## Task objective
Write down each entry precisely as given.

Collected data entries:
===============
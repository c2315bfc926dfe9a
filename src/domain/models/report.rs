//! Execution reports and normalized failure sets.

use serde::{Deserialize, Serialize};

/// Captured outcome of one test-runner invocation.
///
/// Read-only after creation. A non-zero exit status is the expected
/// "tests failed" signal, not a fault.
#[derive(Debug, Clone, Serialize, Deserialize)]
pub struct ExecutionReport {
    pub exit_status: i32,
    pub stdout: String,
    pub stderr: String,
}

impl ExecutionReport {
    pub fn passed(&self) -> bool {
        self.exit_status == 0
    }
}

/// One failing test paired with its error summary.
#[derive(Debug, Clone, PartialEq, Eq, Serialize, Deserialize)]
pub struct FailureCase {
    pub test_id: String,
    pub detail: String,
}

/// Ordered collection of failing tests derived from one execution report.
///
/// Compared by content to detect stagnation: two consecutive iterations
/// producing an equal set means the correction made no observable difference.
#[derive(Debug, Clone, Default, PartialEq, Eq, Serialize, Deserialize)]
pub struct FailureSet {
    cases: Vec<FailureCase>,
}

impl FailureSet {
    pub fn new(cases: Vec<FailureCase>) -> Self {
        Self { cases }
    }

    pub fn is_empty(&self) -> bool {
        self.cases.is_empty()
    }

    pub fn len(&self) -> usize {
        self.cases.len()
    }

    pub fn cases(&self) -> &[FailureCase] {
        &self.cases
    }

    /// Normalized rendering used in correction prompts and terminal output.
    pub fn render(&self) -> String {
        self.cases
            .iter()
            .map(|case| format!("Test case: {}\nError: {}", case.test_id, case.detail))
            .collect::<Vec<_>>()
            .join("\n\n")
    }
}

impl std::fmt::Display for FailureSet {
    fn fmt(&self, f: &mut std::fmt::Formatter<'_>) -> std::fmt::Result {
        write!(f, "{}", self.render())
    }
}

#[cfg(test)]
mod tests {
    use super::*;

    fn case(id: &str, detail: &str) -> FailureCase {
        FailureCase { test_id: id.into(), detail: detail.into() }
    }

    #[test]
    fn test_report_passed() {
        let ok = ExecutionReport { exit_status: 0, stdout: String::new(), stderr: String::new() };
        let bad = ExecutionReport { exit_status: 1, stdout: String::new(), stderr: String::new() };
        assert!(ok.passed());
        assert!(!bad.passed());
    }

    #[test]
    fn test_failure_set_equality_is_content_and_order() {
        let a = FailureSet::new(vec![case("t::x", "boom"), case("t::y", "bang")]);
        let b = FailureSet::new(vec![case("t::x", "boom"), case("t::y", "bang")]);
        let c = FailureSet::new(vec![case("t::y", "bang"), case("t::x", "boom")]);
        assert_eq!(a, b);
        assert_ne!(a, c);
    }

    #[test]
    fn test_render_pairs_id_and_detail() {
        let set = FailureSet::new(vec![case("tests/unit/test_functions.py::test_add", "assert 2 == 3")]);
        let rendered = set.render();
        assert!(rendered.contains("Test case: tests/unit/test_functions.py::test_add"));
        assert!(rendered.contains("Error: assert 2 == 3"));
    }

    #[test]
    fn test_empty_sets_are_equal() {
        assert_eq!(FailureSet::default(), FailureSet::new(vec![]));
        assert!(FailureSet::default().is_empty());
    }
}
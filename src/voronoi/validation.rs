use std::fmt;

use glam::DVec2;
use rstar::RTree;

use super::{options::extent, site_pairs, Voronoi};

/// Relative tolerance of the geometric checks in [`Voronoi::validate`],
/// scaled by the extent of the sites.
const RELATIVE_TOLERANCE: f64 = 1e-6;

/// Outcome of [`Voronoi::validate`].
#[derive(Clone, Debug, Default, PartialEq, Eq)]
pub struct ValidationReport {
    pub num_sites: usize,
    pub num_edges: usize,
    /// Edges with a finite endpoint that is not equidistant from the two
    /// sites of the edge.
    pub non_equidistant_edges: usize,
    /// Edges whose adjacent edge does not point back to them.
    pub asymmetric_adjacency: usize,
    /// Voronoi vertices with a site strictly closer than the sites defining
    /// them, i.e. violating the empty circle property.
    pub encroached_vertices: usize,
    /// Number of distinct pairs of sites separated by an edge.
    pub site_pairs: usize,
}

impl ValidationReport {
    /// The number of neighbouring site pairs a planar diagram of this many
    /// sites can have, `None` below three sites.
    pub fn max_site_pairs(&self) -> Option<usize> {
        (self.num_sites >= 3).then(|| 3 * self.num_sites - 6)
    }

    pub fn is_valid(&self) -> bool {
        self.non_equidistant_edges == 0
            && self.asymmetric_adjacency == 0
            && self.encroached_vertices == 0
            && self
                .max_site_pairs()
                .map_or(true, |max| self.site_pairs <= max)
    }
}

impl fmt::Display for ValidationReport {
    fn fmt(&self, f: &mut fmt::Formatter<'_>) -> fmt::Result {
        writeln!(f, "sites: {}, edges: {}", self.num_sites, self.num_edges)?;
        writeln!(f, "non-equidistant edges: {}", self.non_equidistant_edges)?;
        writeln!(f, "asymmetric adjacency: {}", self.asymmetric_adjacency)?;
        writeln!(f, "encroached vertices: {}", self.encroached_vertices)?;
        match self.max_site_pairs() {
            Some(max) => writeln!(f, "site pairs: {} (max {})", self.site_pairs, max)?,
            None => writeln!(f, "site pairs: {}", self.site_pairs)?,
        }
        write!(f, "valid: {}", self.is_valid())
    }
}

impl Voronoi {
    /// Check the computed diagram against the defining properties of a
    /// Voronoi diagram.
    pub fn validate(&self) -> ValidationReport {
        let sites = self.sites();
        let edges = self.edges();
        let tolerance = RELATIVE_TOLERANCE * extent(sites).max(f64::MIN_POSITIVE);

        let equidistant = |p: DVec2, a: DVec2, b: DVec2| {
            (p.distance(a) - p.distance(b)).abs() <= tolerance
        };
        let non_equidistant_edges = edges
            .iter()
            .filter(|edge| {
                let (a, b) = (sites[edge.left_site()], sites[edge.right_site()]);
                [Some(edge.start()), edge.end()]
                    .into_iter()
                    .flatten()
                    .filter(|p| p.is_finite())
                    .any(|p| !equidistant(p, a, b))
            })
            .count();

        let asymmetric_adjacency = edges
            .iter()
            .enumerate()
            .filter(|&(idx, edge)| match edge.adjacent() {
                Some(adjacent) => {
                    adjacent == idx
                        || edges.get(adjacent).and_then(|e| e.adjacent()) != Some(idx)
                }
                None => false,
            })
            .count();

        let rtree = RTree::bulk_load(sites.iter().map(|site| site.to_array()).collect());
        let encroached_vertices = edges
            .iter()
            .filter_map(|edge| edge.end().map(|end| (end, sites[edge.left_site()])))
            .filter(|&(vertex, site)| {
                rtree
                    .nearest_neighbor(&vertex.to_array())
                    .map_or(false, |&nearest| {
                        vertex.distance(DVec2::from_array(nearest))
                            < vertex.distance(site) - tolerance
                    })
            })
            .count();

        ValidationReport {
            num_sites: sites.len(),
            num_edges: edges.len(),
            non_equidistant_edges,
            asymmetric_adjacency,
            encroached_vertices,
            site_pairs: site_pairs(edges).len(),
        }
    }
}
===============
## Solution to the problem
repository c2315bfc926dfe9a
filename src/domain/models/report.rs
//! Execution reports and normalized failure sets.

use serde::{Deserialize, Serialize};

/// Captured outcome of one test-runner invocation.
///
/// Read-only after creation. A non-zero exit status is the expected
/// "tests failed" signal, not a fault.
#[derive(Debug, Clone, Serialize, Deserialize)]
pub struct ExecutionReport {
    pub exit_status: i32,
    pub stdout: String,
    pub stderr: String,
}

impl ExecutionReport {
    pub fn passed(&self) -> bool {
        self.exit_status == 0
    }
}

/// One failing test paired with its error summary.
#[derive(Debug, Clone, PartialEq, Eq, Serialize, Deserialize)]
pub struct FailureCase {
    pub test_id: String,
    pub detail: String,
}

/// Ordered collection of failing tests derived from one execution report.
///
/// Compared by content to detect stagnation: two consecutive iterations
/// producing an equal set means the correction made no observable difference.
#[derive(Debug, Clone, Default, PartialEq, Eq, Serialize, Deserialize)]
pub struct FailureSet {
    cases: Vec<FailureCase>,
}

impl FailureSet {
    pub fn new(cases: Vec<FailureCase>) -> Self {
        Self { cases }
    }

    pub fn is_empty(&self) -> bool {
        self.cases.is_empty()
    }

    pub fn len(&self) -> usize {
        self.cases.len()
    }

    pub fn cases(&self) -> &[FailureCase] {
        &self.cases
    }

    /// Normalized rendering used in correction prompts and terminal output.
    pub fn render(&self) -> String {
        self.cases
            .iter()
            .map(|case| format!("Test case: {}\nError: {}", case.test_id, case.detail))
            .collect::<Vec<_>>()
            .join("\n\n")
    }
}

impl std::fmt::Display for FailureSet {
    fn fmt(&self, f: &mut std::fmt::Formatter<'_>) -> std::fmt::Result {
        write!(f, "{}", self.render())
    }
}

#[cfg(test)]
mod tests {
    use super::*;

    fn case(id: &str, detail: &str) -> FailureCase {
        FailureCase { test_id: id.into(), detail: detail.into() }
    }

    #[test]
    fn test_report_passed() {
        let ok = ExecutionReport { exit_status: 0, stdout: String::new(), stderr: String::new() };
        let bad = ExecutionReport { exit_status: 1, stdout: String::new(), stderr: String::new() };
        assert!(ok.passed());
        assert!(!bad.passed());
    }

    #[test]
    fn test_failure_set_equality_is_content_and_order() {
        let a = FailureSet::new(vec![case("t::x", "boom"), case("t::y", "bang")]);
        let b = FailureSet::new(vec![case("t::x", "boom"), case("t::y", "bang")]);
        let c = FailureSet::new(vec![case("t::y", "bang"), case("t::x", "boom")]);
        assert_eq!(a, b);
        assert_ne!(a, c);
    }

    #[test]
    fn test_render_pairs_id_and_detail() {
        let set = FailureSet::new(vec![case("tests/unit/test_functions.py::test_add", "assert 2 == 3")]);
        let rendered = set.render();
        assert!(rendered.contains("Test case: tests/unit/test_functions.py::test_add"));
        assert!(rendered.contains("Error: assert 2 == 3"));
    }

    #[test]
    fn test_empty_sets_are_equal() {
        assert_eq!(FailureSet::default(), FailureSet::new(vec![]));
        assert!(FailureSet::default().is_empty());
    }
}
filename src/voronoi/validation.rs
use std::fmt;

use glam::DVec2;
use rstar::RTree;

use super::{options::extent, site_pairs, Voronoi};

/// Relative tolerance of the geometric checks in [`Voronoi::validate`],
/// scaled by the extent of the sites.
const RELATIVE_TOLERANCE: f64 = 1e-6;

/// Outcome of [`Voronoi::validate`].
#[derive(Clone, Debug, Default, PartialEq, Eq)]
pub struct ValidationReport {
    pub num_sites: usize,
    pub num_edges: usize,
    /// Edges with a finite endpoint that is not equidistant from the two
    /// sites of the edge.
    pub non_equidistant_edges: usize,
    /// Edges whose adjacent edge does not point back to them.
    pub asymmetric_adjacency: usize,
    /// Voronoi vertices with a site strictly closer than the sites defining
    /// them, i.e. violating the empty circle property.
    pub encroached_vertices: usize,
    /// Number of distinct pairs of sites separated by an edge.
    pub site_pairs: usize,
}

impl ValidationReport {
    /// The number of neighbouring site pairs a planar diagram of this many
    /// sites can have, `None` below three sites.
    pub fn max_site_pairs(&self) -> Option<usize> {
        (self.num_sites >= 3).then(|| 3 * self.num_sites - 6)
    }

    pub fn is_valid(&self) -> bool {
        self.non_equidistant_edges == 0
            && self.asymmetric_adjacency == 0
            && self.encroached_vertices == 0
            && self
                .max_site_pairs()
                .map_or(true, |max| self.site_pairs <= max)
    }
}

impl fmt::Display for ValidationReport {
    fn fmt(&self, f: &mut fmt::Formatter<'_>) -> fmt::Result {
        writeln!(f, "sites: {}, edges: {}", self.num_sites, self.num_edges)?;
        writeln!(f, "non-equidistant edges: {}", self.non_equidistant_edges)?;
        writeln!(f, "asymmetric adjacency: {}", self.asymmetric_adjacency)?;
        writeln!(f, "encroached vertices: {}", self.encroached_vertices)?;
        match self.max_site_pairs() {
            Some(max) => writeln!(f, "site pairs: {} (max {})", self.site_pairs, max)?,
            None => writeln!(f, "site pairs: {}", self.site_pairs)?,
        }
        write!(f, "valid: {}", self.is_valid())
    }
}

impl Voronoi {
    /// Check the computed diagram against the defining properties of a
    /// Voronoi diagram.
    pub fn validate(&self) -> ValidationReport {
        let sites = self.sites();
        let edges = self.edges();
        let tolerance = RELATIVE_TOLERANCE * extent(sites).max(f64::MIN_POSITIVE);

        let equidistant = |p: DVec2, a: DVec2, b: DVec2| {
            (p.distance(a) - p.distance(b)).abs() <= tolerance
        };
        let non_equidistant_edges = edges
            .iter()
            .filter(|edge| {
                let (a, b) = (sites[edge.left_site()], sites[edge.right_site()]);
                [Some(edge.start()), edge.end()]
                    .into_iter()
                    .flatten()
                    .filter(|p| p.is_finite())
                    .any(|p| !equidistant(p, a, b))
            })
            .count();

        let asymmetric_adjacency = edges
            .iter()
            .enumerate()
            .filter(|&(idx, edge)| match edge.adjacent() {
                Some(adjacent) => {
                    adjacent == idx
                        || edges.get(adjacent).and_then(|e| e.adjacent()) != Some(idx)
                }
                None => false,
            })
            .count();

        let rtree = RTree::bulk_load(sites.iter().map(|site| site.to_array()).collect());
        let encroached_vertices = edges
            .iter()
            .filter_map(|edge| edge.end().map(|end| (end, sites[edge.left_site()])))
            .filter(|&(vertex, site)| {
                rtree
                    .nearest_neighbor(&vertex.to_array())
                    .map_or(false, |&nearest| {
                        vertex.distance(DVec2::from_array(nearest))
                            < vertex.distance(site) - tolerance
                    })
            })
            .count();

        ValidationReport {
            num_sites: sites.len(),
            num_edges: edges.len(),
            non_equidistant_edges,
            asymmetric_adjacency,
            encroached_vertices,
            site_pairs: site_pairs(edges).len(),
        }
    }
}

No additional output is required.